This heat must be transferred from the cylinder head to the
coolant that passes through it in a quick and efficient manner. In many cases the standard marine cooling system is
not capable of pulling this heat out of the cylinder heads
fast enough. The stock cooling system, however, can be
modified to substantially improve cylinder head cooling.
This is accomplished by replacing the O.E. recirculating
water pump with a Holley universal crossover adaptor. The
stock thermostat housing must also be replaced with a
Holley water distribution block. These parts are listed elsewhere in the catalog. Cooling system modifications are
covered in more detail in the Holley Marine Performance
Technical Manual.
Carburetion:
At full throttle a supercharged engine can require 50% more
air than a naturally-aspirated motor. This means a larger
carburetor(s) will be required to produce maximum power.

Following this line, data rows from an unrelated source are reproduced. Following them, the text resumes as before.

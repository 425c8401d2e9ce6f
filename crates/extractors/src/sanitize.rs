//! NUL-escaping and composite key construction.

/// The escape sequence substituted for an embedded NUL byte: unit-separator,
/// '0', unit-separator.
const NUL_ESCAPE: &str = "\u{1F}0\u{1F}";

/// Escape embedded NUL bytes and trim surrounding whitespace.
pub fn sanitize(s: &str) -> String {
    s.trim().replace('\0', NUL_ESCAPE)
}

/// Inverse of [`sanitize`]'s NUL-escaping (trimming is not reversible and
/// isn't reversed here).
pub fn desanitize(s: &str) -> String {
    s.replace(NUL_ESCAPE, "\0")
}

/// Lowercase and sanitize each part, then join with the single NUL-byte
/// delimiter used for composite keys.
pub fn make_key(parts: &[&str]) -> Vec<u8> {
    let joined = parts
        .iter()
        .map(|p| sanitize(&p.to_lowercase()))
        .collect::<Vec<_>>()
        .join("\u{0}");
    joined.into_bytes()
}

#[cfg(test)]
mod tests {
    use super::*;

    #[test]
    fn sanitize_escapes_embedded_nul() {
        let s = sanitize("foo\0bar");
        assert!(!s.contains('\0'));
        assert_eq!(desanitize(&s), "foo\0bar");
    }

    #[test]
    fn desanitize_reverses_sanitize_for_arbitrary_text() {
        for input in ["plain", "has\0nul", "multi\0ple\0nuls", ""] {
            let round = desanitize(&sanitize(input));
            assert_eq!(round, input.trim());
        }
    }

    #[test]
    fn composite_key_uses_single_nul_delimiter() {
        let key = make_key(&["Quick", "Brown"]);
        assert_eq!(key, b"quick\x00brown".to_vec());
    }

    #[test]
    fn sanitized_parts_never_contain_delimiter_byte() {
        let key = make_key(&["has\0nul", "other"]);
        // Exactly one NUL byte (the delimiter) should remain.
        assert_eq!(key.iter().filter(|&&b| b == 0).count(), 1);
    }
}
use crate::extractor::{Extraction, Extractor};
use crate::rows::{group_by_sentence, AnnotationRow, Batch, DependencyRow};
use crate::sanitize::sanitize;
use posindex_position::{AnnotationKind, Position};
use posindex_synonyms::{Kind, SynonymTables};
use std::collections::HashMap;
use std::sync::Arc;

/// Cross-joins each sentence's unigram tokens against its co-located Date,
/// NER, POS, and Dependency annotations, so a query can combine a term with
/// one of its annotation kinds in a single postings lookup. The key carries
/// only the term and the annotation *kind*, e.g. `"fox" stitched with POS`;
/// the specific value (`NN`, `PERSON`, `2023-07-04`, `nsubj`, ...) lives in
/// the synonym id tucked into the posting's stitch extension, recoverable on
/// read without widening the key space.
///
/// A DATE stitch is skipped whenever the unigram's own text and the date
/// annotation's text overlap (containment either way) — this is a
/// self-reference, not a real co-occurrence.
pub struct StitchExtractor {
    synonyms: Arc<SynonymTables>,
}

fn kind_name(kind: AnnotationKind) -> &'static str {
    match kind {
        AnnotationKind::Date => "DATE",
        AnnotationKind::Ner => "NER",
        AnnotationKind::Pos => "POS",
        AnnotationKind::Dependency => "DEPENDENCY",
    }
}

fn overlaps(a_begin: i32, a_end: i32, b_begin: i32, b_end: i32) -> bool {
    a_begin < b_end && b_begin < a_end
}

impl StitchExtractor {
    pub fn new(synonyms: Arc<SynonymTables>) -> Self {
        StitchExtractor { synonyms }
    }

    fn term_of(row: &AnnotationRow) -> Option<&str> {
        let lemma = row.lemma.as_deref()?;
        let trimmed = lemma.trim();
        (!trimmed.is_empty()).then_some(trimmed)
    }

    /// `sanitize(lower(token)) \0 KIND_NAME`.
    fn key(term: &str, kind: AnnotationKind) -> Vec<u8> {
        let mut key = sanitize(&term.to_lowercase()).into_bytes();
        key.push(0);
        key.extend(kind_name(kind).as_bytes());
        key
    }

    fn stitch_one(&self, term: &AnnotationRow, kind: AnnotationKind, value: &str) -> Option<Extraction> {
        let table_kind = match kind {
            AnnotationKind::Date => Kind::Date,
            AnnotationKind::Ner => Kind::Ner,
            AnnotationKind::Pos => Kind::Pos,
            AnnotationKind::Dependency => Kind::Dependency,
        };
        let synonym_id = match self.synonyms.get_or_create(value, table_kind) {
            Ok(id) => id,
            Err(err) => {
                tracing::warn!(value, kind = kind_name(kind), error = %err, "skipping stitch: synonym registration failed");
                return None;
            }
        };
        let term_lemma = Self::term_of(term)?;
        let key = Self::key(term_lemma, kind);
        let pos = Position::new(term.document_id, term.sentence_id, term.begin_char, term.end_char, term.date)
            .with_stitch(synonym_id, kind);
        Some((key, pos))
    }
}

impl Extractor for StitchExtractor {
    fn flavor(&self) -> &'static str {
        "stitch"
    }

    fn extract(&self, batch: &Batch) -> Vec<Extraction> {
        let mut out = Vec::new();

        let mut deps_by_sentence: HashMap<(i32, i32), Vec<&DependencyRow>> = HashMap::new();
        for dep in &batch.dependencies {
            deps_by_sentence.entry((dep.document_id, dep.sentence_id)).or_default().push(dep);
        }

        for sentence in group_by_sentence(&batch.annotations, |r| (r.document_id, r.sentence_id)) {
            let sentence_key = (sentence[0].document_id, sentence[0].sentence_id);
            let deps = deps_by_sentence.get(&sentence_key).map(|v| v.as_slice()).unwrap_or(&[]);

            for term in sentence {
                if Self::term_of(term).is_none() {
                    continue;
                }

                for annotated in sentence {
                    if let Some(tag) = annotated.pos.as_deref().filter(|t| !t.is_empty()) {
                        if let Some(ext) = self.stitch_one(term, AnnotationKind::Pos, tag) {
                            out.push(ext);
                        }
                    }

                    if let Some(ner) = annotated.ner.as_deref().filter(|n| !n.is_empty() && *n != "O" && *n != "DATE") {
                        if let Some(ext) = self.stitch_one(term, AnnotationKind::Ner, ner) {
                            out.push(ext);
                        }
                    }

                    if annotated.ner.as_deref() == Some("DATE") {
                        if let Some(normalized) = annotated.normalized_ner.as_deref() {
                            // Self-reference is specified only for DATE: a unigram
                            // stitched against its own date span is not a real
                            // co-occurrence. POS/NER self-stitches are legitimate.
                            let self_reference = std::ptr::eq(term, annotated)
                                || overlaps(term.begin_char, term.end_char, annotated.begin_char, annotated.end_char);
                            if chrono::NaiveDate::parse_from_str(normalized, "%Y-%m-%d").is_ok() && !self_reference {
                                if let Some(ext) = self.stitch_one(term, AnnotationKind::Date, normalized) {
                                    out.push(ext);
                                }
                            }
                        }
                    }
                }

                for dep in deps {
                    if let Some(ext) = self.stitch_one(term, AnnotationKind::Dependency, &dep.relation) {
                        out.push(ext);
                    }
                }
            }
        }

        out
    }
}

#[cfg(test)]
mod tests {
    use super::*;

    fn row(doc: i32, sent: i32, b: i32, e: i32, lemma: &str, pos: Option<&str>, ner: Option<&str>, normalized_ner: Option<&str>) -> AnnotationRow {
        AnnotationRow {
            document_id: doc,
            sentence_id: sent,
            begin_char: b,
            end_char: e,
            date: 19723,
            token: lemma.to_string(),
            lemma: Some(lemma.to_string()),
            pos: pos.map(String::from),
            ner: ner.map(String::from),
            normalized_ner: normalized_ner.map(String::from),
            annotation_id: None,
        }
    }

    #[test]
    fn term_stitches_with_pos_of_other_token() {
        let dir = tempfile::tempdir().unwrap();
        let synonyms = Arc::new(SynonymTables::open(dir.path()).unwrap());
        let extractor = StitchExtractor::new(synonyms);

        let batch = Batch {
            annotations: vec![
                row(1, 1, 0, 3, "fox", Some("NN"), None, None),
                row(1, 1, 4, 9, "quick", Some("JJ"), None, None),
            ],
            dependencies: vec![],
        };

        let out = extractor.extract(&batch);
        let pos_stitches: Vec<_> = out
            .iter()
            .filter(|(k, p)| matches!(p.stitch.map(|s| s.annotation_kind), Some(AnnotationKind::Pos)) && k.ends_with(b"POS"))
            .collect();
        assert!(!pos_stitches.is_empty());
    }

    #[test]
    fn term_stitches_with_its_own_pos_and_ner() {
        let dir = tempfile::tempdir().unwrap();
        let synonyms = Arc::new(SynonymTables::open(dir.path()).unwrap());
        let extractor = StitchExtractor::new(synonyms);

        let batch = Batch {
            annotations: vec![row(1, 1, 0, 5, "paris", Some("NNP"), Some("LOCATION"), None)],
            dependencies: vec![],
        };

        let out = extractor.extract(&batch);
        assert!(out.iter().any(|(k, p)| k.ends_with(b"POS") && matches!(p.stitch.map(|s| s.annotation_kind), Some(AnnotationKind::Pos))));
        assert!(out.iter().any(|(k, p)| k.ends_with(b"NER") && matches!(p.stitch.map(|s| s.annotation_kind), Some(AnnotationKind::Ner))));
    }

    #[test]
    fn date_overlapping_unigram_span_is_skipped() {
        let dir = tempfile::tempdir().unwrap();
        let synonyms = Arc::new(SynonymTables::open(dir.path()).unwrap());
        let extractor = StitchExtractor::new(synonyms);

        // "2023-07-04" annotated as DATE over the same span as the unigram
        // "2023-07-04" itself: a pure self-reference.
        let batch = Batch {
            annotations: vec![row(1, 1, 0, 10, "2023-07-04", None, Some("DATE"), Some("2023-07-04"))],
            dependencies: vec![],
        };

        let out = extractor.extract(&batch);
        assert!(out.iter().all(|(_, p)| !matches!(p.stitch.map(|s| s.annotation_kind), Some(AnnotationKind::Date))));
    }

    #[test]
    fn non_overlapping_date_does_stitch() {
        let dir = tempfile::tempdir().unwrap();
        let synonyms = Arc::new(SynonymTables::open(dir.path()).unwrap());
        let extractor = StitchExtractor::new(synonyms);

        let batch = Batch {
            annotations: vec![
                row(1, 1, 0, 3, "fox", None, None, None),
                row(1, 1, 10, 20, "2023-07-04", None, Some("DATE"), Some("2023-07-04")),
            ],
            dependencies: vec![],
        };

        let out = extractor.extract(&batch);
        let date_stitches: Vec<_> = out
            .iter()
            .filter(|(k, p)| matches!(p.stitch.map(|s| s.annotation_kind), Some(AnnotationKind::Date)) && k.starts_with(b"fox\x00"))
            .collect();
        assert!(!date_stitches.is_empty());
    }
}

Holley offers a selection of dedicated marine supercharger
carburetors that are designed to install on a range of
engine and blower applications. Some carburetors include
an externally accessible vacuum connection for the power
valve. This allows a vacuum line to be run from this port
down to the intake manifold so that the power valve is activated only by true intake manifold vacuum. Holley marine
supercharger carburetors are also correctly calibrated to
run on supercharger engines so that only minor tuning will
be required to get them “dialed in”.
148
Typical non-supercharger calibrated carburetor(s) will need
to be enriched by 5 – 10% on the primaries and 10 – 20%
on the secondaries. The idle mixture screws may need to
be enriched by 1 – 2 turns. In either case, the carburetor(s)
need to be properly jetted to prevent a lean condition. For
initial start up, it is better to have a slightly rich condition to
help prevent the engine from overheating. After initial start
up, check the spark plugs for proper reading (color) and
adjust the carburetor(s) accordingly. You want to see a
medium to dark tan color.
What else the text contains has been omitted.